=== Work order ===
Your answer must be a single number: how many lines in the records include the word "tracing".

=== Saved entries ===
━━━

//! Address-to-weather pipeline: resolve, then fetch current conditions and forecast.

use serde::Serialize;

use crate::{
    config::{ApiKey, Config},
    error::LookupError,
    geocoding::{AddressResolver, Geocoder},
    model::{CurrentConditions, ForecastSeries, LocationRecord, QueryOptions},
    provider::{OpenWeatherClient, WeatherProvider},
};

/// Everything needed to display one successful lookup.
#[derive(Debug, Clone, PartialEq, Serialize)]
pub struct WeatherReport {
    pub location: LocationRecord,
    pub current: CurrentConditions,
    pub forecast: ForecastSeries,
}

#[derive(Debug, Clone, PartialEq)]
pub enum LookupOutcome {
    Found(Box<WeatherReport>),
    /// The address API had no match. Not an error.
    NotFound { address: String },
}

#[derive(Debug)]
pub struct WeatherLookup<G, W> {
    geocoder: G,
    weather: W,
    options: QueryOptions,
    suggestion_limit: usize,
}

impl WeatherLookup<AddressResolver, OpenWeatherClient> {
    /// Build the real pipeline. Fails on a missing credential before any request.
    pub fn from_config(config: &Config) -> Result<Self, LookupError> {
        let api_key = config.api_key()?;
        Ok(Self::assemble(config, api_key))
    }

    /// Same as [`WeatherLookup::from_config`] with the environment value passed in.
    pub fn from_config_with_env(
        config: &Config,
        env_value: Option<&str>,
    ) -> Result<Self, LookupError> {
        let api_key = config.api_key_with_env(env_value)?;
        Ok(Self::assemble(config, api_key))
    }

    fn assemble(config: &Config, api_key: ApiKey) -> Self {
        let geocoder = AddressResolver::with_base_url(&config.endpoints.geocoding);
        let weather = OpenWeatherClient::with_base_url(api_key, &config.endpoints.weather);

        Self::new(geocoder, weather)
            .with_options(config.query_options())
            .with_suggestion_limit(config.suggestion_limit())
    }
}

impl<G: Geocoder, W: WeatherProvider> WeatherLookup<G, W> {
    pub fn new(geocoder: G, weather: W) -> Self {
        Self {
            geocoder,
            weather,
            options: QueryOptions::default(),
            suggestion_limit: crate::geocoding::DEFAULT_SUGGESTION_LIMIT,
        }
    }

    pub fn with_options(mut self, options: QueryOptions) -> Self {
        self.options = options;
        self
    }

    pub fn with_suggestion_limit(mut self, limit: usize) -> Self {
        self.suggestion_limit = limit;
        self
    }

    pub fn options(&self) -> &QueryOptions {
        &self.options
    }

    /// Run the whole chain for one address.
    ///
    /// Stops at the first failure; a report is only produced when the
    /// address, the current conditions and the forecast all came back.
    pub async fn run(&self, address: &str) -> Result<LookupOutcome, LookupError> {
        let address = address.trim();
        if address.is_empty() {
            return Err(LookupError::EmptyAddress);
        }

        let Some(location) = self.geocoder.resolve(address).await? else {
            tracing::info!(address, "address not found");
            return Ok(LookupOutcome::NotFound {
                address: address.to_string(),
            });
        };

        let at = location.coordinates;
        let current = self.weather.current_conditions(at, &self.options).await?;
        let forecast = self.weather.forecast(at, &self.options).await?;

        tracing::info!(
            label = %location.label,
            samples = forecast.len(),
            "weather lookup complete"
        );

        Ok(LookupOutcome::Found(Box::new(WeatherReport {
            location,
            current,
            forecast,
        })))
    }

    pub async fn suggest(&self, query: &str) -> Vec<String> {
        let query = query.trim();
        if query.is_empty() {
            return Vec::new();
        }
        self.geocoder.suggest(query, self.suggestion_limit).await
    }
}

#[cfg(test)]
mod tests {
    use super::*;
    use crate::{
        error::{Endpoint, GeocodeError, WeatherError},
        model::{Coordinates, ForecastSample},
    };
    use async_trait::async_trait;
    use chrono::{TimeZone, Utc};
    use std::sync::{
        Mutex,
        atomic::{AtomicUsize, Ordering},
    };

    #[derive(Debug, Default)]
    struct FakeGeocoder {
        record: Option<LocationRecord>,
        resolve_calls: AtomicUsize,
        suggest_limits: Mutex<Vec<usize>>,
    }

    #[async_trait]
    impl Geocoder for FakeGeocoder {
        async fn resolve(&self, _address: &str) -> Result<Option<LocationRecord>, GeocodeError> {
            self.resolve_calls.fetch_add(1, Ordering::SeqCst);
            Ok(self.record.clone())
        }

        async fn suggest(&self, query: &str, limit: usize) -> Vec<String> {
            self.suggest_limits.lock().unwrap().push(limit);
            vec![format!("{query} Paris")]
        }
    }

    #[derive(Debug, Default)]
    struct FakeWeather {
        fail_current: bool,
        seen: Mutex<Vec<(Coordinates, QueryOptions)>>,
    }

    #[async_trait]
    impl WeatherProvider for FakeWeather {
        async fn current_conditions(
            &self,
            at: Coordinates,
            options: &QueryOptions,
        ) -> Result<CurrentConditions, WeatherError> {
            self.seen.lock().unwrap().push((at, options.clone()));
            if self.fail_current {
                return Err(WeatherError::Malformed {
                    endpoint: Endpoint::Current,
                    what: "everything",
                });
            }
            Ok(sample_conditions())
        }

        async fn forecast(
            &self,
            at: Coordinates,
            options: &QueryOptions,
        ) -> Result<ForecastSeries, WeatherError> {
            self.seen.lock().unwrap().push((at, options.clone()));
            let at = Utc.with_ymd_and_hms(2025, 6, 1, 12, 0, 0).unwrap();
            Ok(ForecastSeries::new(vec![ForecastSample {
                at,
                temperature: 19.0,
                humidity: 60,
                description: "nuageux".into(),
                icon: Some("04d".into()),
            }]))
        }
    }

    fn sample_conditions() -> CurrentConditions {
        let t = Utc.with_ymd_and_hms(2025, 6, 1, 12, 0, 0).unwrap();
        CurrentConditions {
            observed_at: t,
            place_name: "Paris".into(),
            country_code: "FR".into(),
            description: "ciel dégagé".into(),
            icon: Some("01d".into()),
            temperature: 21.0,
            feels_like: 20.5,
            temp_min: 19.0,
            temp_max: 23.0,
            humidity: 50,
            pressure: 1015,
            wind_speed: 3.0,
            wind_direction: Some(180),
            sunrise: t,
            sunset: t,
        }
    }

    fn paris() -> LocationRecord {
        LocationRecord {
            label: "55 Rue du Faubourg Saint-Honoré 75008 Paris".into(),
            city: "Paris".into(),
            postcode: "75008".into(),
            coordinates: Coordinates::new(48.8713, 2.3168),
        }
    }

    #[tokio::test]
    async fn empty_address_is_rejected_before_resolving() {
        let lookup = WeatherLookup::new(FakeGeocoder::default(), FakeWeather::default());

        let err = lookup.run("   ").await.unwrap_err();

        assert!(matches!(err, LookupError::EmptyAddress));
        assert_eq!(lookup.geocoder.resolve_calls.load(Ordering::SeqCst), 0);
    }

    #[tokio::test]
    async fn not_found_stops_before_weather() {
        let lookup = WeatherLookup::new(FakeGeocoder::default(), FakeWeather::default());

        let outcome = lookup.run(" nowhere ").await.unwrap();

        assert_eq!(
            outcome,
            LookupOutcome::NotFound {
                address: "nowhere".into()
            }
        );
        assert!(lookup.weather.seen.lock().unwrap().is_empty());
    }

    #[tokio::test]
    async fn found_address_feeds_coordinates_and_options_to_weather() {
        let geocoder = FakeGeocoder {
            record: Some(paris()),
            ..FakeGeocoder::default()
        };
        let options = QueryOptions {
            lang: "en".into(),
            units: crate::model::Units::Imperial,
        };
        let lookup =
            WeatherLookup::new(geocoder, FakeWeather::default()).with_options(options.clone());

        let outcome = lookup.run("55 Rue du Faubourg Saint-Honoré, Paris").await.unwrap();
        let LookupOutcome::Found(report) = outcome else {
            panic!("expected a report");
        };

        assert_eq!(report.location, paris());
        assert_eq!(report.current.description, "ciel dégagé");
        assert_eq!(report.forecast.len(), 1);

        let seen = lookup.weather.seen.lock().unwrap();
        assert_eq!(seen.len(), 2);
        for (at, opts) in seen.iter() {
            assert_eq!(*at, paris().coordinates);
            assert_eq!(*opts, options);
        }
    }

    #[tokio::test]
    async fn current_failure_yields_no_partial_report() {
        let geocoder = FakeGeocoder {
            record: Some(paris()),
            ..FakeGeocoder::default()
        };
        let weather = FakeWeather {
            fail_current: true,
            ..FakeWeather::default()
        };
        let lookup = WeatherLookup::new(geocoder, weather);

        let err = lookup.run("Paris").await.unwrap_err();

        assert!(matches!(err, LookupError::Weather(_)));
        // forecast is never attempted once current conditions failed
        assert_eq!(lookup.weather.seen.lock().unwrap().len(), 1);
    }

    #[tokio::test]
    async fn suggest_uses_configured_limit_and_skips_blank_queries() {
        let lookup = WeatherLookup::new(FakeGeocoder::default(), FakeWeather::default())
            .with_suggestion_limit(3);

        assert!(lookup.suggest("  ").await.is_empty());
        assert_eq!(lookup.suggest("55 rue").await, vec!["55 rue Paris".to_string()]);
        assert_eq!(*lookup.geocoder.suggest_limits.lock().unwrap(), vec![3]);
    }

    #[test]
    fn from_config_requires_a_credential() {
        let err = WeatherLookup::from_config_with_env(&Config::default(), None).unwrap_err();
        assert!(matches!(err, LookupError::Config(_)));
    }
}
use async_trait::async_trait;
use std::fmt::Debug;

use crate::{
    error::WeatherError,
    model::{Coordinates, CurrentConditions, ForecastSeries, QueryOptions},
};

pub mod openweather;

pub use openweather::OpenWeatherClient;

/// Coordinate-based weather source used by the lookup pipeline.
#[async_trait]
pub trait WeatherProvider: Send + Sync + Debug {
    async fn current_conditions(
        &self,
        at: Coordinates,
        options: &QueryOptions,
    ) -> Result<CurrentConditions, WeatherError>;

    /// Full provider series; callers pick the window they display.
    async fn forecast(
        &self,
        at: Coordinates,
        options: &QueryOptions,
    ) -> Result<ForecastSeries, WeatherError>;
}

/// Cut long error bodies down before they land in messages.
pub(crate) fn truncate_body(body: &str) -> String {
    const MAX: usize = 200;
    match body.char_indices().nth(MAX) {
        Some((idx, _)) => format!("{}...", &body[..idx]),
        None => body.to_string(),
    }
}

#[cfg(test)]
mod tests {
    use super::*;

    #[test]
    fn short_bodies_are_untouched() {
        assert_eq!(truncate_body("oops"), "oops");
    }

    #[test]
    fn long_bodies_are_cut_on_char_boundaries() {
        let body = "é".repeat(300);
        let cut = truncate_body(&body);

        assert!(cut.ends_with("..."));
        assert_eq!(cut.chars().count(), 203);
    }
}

━━━

=== Answer to this task ===
2